BEGIN INFORMATION GIVEN
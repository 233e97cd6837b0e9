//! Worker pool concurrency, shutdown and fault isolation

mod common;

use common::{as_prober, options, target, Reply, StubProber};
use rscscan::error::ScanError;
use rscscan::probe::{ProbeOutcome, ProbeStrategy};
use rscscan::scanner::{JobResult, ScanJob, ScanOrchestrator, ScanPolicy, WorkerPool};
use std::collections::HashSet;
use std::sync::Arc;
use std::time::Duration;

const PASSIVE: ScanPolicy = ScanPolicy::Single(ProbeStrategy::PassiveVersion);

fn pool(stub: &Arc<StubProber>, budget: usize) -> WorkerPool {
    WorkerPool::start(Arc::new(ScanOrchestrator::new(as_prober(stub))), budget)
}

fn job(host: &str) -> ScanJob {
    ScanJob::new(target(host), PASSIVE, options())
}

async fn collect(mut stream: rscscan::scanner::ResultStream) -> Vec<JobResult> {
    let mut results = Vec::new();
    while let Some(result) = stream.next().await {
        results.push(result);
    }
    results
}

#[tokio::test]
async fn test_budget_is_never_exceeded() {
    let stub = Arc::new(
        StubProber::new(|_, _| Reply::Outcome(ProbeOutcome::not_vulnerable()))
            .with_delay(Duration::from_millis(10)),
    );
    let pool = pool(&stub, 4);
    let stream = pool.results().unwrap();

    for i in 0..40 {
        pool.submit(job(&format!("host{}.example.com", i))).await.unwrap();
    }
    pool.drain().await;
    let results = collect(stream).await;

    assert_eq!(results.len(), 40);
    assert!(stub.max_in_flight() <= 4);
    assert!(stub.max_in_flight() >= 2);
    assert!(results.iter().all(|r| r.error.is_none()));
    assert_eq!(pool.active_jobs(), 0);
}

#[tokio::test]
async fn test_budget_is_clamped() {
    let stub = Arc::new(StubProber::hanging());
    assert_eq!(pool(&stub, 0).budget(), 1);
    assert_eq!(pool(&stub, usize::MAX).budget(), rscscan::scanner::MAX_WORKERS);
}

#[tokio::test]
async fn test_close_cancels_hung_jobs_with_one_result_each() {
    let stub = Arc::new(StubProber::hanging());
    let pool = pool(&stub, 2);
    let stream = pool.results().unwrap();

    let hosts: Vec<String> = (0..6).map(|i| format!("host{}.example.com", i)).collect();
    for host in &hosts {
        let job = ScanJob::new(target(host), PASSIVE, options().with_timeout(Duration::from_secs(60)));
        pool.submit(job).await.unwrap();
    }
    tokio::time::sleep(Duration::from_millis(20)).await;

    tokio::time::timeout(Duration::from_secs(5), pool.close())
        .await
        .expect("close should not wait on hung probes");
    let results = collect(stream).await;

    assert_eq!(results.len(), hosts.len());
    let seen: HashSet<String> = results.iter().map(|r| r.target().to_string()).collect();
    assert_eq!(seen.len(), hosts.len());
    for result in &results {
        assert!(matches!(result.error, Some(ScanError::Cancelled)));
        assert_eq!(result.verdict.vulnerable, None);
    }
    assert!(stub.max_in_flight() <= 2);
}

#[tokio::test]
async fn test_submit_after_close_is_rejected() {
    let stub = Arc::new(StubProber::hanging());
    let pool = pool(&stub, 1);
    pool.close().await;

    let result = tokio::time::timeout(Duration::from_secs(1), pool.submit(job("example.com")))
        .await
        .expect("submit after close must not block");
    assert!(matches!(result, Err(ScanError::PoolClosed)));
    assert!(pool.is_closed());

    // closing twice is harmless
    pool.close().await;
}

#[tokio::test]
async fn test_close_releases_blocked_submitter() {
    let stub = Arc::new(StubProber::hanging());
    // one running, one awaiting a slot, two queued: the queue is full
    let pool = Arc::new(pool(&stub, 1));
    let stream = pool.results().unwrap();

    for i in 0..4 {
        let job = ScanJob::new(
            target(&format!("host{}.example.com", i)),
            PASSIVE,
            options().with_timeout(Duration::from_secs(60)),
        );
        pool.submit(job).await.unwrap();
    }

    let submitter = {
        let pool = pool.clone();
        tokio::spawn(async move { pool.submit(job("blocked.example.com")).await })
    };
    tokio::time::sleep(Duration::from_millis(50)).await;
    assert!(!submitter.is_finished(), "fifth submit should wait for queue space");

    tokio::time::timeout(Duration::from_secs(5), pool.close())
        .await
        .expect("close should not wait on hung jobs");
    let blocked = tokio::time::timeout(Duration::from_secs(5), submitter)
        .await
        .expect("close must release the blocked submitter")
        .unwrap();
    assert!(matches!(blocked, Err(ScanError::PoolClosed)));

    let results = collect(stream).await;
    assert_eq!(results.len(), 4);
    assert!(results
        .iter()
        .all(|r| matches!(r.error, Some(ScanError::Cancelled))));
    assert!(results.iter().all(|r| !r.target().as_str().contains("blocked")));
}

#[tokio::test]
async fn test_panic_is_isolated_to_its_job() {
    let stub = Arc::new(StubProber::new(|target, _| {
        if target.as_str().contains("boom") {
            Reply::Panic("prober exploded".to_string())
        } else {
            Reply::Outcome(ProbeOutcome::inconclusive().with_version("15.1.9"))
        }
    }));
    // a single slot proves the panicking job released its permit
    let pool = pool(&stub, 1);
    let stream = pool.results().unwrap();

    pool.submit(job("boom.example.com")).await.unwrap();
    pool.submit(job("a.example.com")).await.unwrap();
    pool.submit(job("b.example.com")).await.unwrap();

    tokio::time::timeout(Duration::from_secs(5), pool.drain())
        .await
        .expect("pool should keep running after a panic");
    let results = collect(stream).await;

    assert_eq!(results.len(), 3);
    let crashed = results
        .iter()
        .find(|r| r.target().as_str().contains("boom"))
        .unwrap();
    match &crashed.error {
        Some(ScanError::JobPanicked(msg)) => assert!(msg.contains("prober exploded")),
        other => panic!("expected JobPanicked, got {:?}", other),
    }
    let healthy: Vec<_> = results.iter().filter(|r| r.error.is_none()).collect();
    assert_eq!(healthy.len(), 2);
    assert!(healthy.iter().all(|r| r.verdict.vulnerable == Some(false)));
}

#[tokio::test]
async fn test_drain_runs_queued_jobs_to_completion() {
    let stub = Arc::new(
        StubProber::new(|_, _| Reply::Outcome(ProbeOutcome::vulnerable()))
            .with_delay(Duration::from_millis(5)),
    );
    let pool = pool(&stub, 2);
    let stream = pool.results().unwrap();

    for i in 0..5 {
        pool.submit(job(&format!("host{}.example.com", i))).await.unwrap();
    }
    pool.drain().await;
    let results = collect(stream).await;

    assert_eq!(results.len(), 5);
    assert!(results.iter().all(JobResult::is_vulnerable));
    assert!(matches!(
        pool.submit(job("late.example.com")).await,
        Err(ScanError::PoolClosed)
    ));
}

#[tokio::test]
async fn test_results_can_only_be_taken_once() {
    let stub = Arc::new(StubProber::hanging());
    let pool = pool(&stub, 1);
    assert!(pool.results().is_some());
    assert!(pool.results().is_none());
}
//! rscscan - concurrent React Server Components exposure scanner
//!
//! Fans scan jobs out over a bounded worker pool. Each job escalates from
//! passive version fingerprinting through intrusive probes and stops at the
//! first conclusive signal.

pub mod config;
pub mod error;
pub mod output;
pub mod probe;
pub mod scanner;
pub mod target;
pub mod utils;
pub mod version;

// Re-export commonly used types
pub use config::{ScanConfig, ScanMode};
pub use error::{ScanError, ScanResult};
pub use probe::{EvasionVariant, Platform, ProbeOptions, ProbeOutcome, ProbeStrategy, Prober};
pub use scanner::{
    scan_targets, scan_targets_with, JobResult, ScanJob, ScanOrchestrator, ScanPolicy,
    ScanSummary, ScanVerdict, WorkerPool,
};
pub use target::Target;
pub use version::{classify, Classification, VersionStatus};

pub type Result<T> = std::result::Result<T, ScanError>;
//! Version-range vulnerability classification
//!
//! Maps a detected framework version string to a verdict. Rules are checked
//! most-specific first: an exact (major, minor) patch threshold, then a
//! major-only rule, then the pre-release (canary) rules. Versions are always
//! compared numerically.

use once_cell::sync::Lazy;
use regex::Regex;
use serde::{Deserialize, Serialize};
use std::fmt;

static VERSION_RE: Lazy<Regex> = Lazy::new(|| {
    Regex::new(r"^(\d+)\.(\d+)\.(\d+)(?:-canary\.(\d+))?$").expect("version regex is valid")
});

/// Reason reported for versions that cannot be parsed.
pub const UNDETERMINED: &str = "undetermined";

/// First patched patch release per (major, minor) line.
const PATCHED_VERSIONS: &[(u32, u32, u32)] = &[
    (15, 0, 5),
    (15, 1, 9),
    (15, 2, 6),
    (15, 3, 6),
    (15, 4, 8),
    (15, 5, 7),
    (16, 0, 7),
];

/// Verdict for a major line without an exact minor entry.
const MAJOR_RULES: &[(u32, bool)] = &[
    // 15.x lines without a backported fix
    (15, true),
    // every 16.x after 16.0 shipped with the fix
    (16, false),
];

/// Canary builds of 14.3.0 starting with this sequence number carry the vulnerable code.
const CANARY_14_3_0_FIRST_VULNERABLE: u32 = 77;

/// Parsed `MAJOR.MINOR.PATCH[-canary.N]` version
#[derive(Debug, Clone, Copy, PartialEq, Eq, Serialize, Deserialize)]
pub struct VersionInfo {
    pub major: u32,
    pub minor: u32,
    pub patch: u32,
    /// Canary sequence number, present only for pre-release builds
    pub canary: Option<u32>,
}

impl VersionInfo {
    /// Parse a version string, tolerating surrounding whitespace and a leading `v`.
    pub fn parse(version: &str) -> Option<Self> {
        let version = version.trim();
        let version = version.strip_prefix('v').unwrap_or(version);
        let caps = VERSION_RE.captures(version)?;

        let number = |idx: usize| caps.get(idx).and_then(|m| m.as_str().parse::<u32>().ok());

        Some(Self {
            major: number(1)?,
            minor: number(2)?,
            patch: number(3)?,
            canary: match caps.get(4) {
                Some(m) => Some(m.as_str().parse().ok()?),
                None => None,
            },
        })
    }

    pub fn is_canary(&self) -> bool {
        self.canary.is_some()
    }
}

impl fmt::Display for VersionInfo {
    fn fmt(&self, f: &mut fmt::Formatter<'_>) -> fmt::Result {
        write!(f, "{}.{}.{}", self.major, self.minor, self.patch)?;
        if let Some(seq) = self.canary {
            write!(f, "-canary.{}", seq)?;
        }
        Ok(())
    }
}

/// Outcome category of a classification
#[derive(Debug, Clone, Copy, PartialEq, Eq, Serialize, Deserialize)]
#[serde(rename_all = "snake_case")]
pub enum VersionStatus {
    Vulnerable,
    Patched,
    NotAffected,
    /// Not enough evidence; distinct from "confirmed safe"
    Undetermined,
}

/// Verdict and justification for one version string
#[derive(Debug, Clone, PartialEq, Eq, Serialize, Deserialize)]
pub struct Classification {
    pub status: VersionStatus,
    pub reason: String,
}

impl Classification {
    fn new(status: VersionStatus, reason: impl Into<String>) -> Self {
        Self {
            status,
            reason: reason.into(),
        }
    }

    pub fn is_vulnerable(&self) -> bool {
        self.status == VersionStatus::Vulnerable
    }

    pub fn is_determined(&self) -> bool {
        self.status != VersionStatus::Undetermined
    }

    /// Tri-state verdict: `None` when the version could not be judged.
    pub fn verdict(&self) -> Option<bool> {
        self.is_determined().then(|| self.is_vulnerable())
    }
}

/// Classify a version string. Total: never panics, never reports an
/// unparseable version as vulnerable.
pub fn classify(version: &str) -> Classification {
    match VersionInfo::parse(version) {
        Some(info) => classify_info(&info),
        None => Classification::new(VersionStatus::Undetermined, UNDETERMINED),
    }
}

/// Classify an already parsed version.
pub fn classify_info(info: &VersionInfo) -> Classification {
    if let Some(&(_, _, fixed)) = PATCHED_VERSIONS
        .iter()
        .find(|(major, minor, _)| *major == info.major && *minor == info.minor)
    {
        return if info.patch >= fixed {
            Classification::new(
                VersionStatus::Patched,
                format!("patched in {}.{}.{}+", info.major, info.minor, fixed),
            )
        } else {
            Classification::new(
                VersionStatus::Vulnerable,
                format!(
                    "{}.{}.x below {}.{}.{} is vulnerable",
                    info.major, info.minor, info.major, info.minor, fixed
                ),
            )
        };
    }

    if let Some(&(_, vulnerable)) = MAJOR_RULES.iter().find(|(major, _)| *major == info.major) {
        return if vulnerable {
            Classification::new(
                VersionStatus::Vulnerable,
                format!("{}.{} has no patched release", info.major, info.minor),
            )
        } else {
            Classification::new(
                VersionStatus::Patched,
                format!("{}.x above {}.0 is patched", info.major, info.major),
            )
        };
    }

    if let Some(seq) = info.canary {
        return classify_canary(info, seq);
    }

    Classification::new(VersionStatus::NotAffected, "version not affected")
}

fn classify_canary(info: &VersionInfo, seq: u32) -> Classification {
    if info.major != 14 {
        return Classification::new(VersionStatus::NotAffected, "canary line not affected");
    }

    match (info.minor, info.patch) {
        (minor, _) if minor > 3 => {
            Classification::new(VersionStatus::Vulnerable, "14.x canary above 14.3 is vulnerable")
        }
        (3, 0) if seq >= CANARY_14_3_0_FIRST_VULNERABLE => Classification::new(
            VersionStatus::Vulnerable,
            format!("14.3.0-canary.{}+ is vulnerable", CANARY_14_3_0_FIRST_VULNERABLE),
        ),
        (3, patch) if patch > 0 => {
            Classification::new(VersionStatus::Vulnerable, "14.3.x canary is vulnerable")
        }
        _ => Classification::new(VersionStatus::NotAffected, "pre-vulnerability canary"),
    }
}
END INFORMATION GIVEN
YOUR GOAL |
The required output is the exact run of lines from the one with "match (info.minor, info.patch)" through the final line of the entries.

FINISHED TASK |
    match (info.minor, info.patch) {
        (minor, _) if minor > 3 => {
            Classification::new(VersionStatus::Vulnerable, "14.x canary above 14.3 is vulnerable")
        }
        (3, 0) if seq >= CANARY_14_3_0_FIRST_VULNERABLE => Classification::new(
            VersionStatus::Vulnerable,
            format!("14.3.0-canary.{}+ is vulnerable", CANARY_14_3_0_FIRST_VULNERABLE),
        ),
        (3, patch) if patch > 0 => {
            Classification::new(VersionStatus::Vulnerable, "14.3.x canary is vulnerable")
        }
        _ => Classification::new(VersionStatus::NotAffected, "pre-vulnerability canary"),
    }
}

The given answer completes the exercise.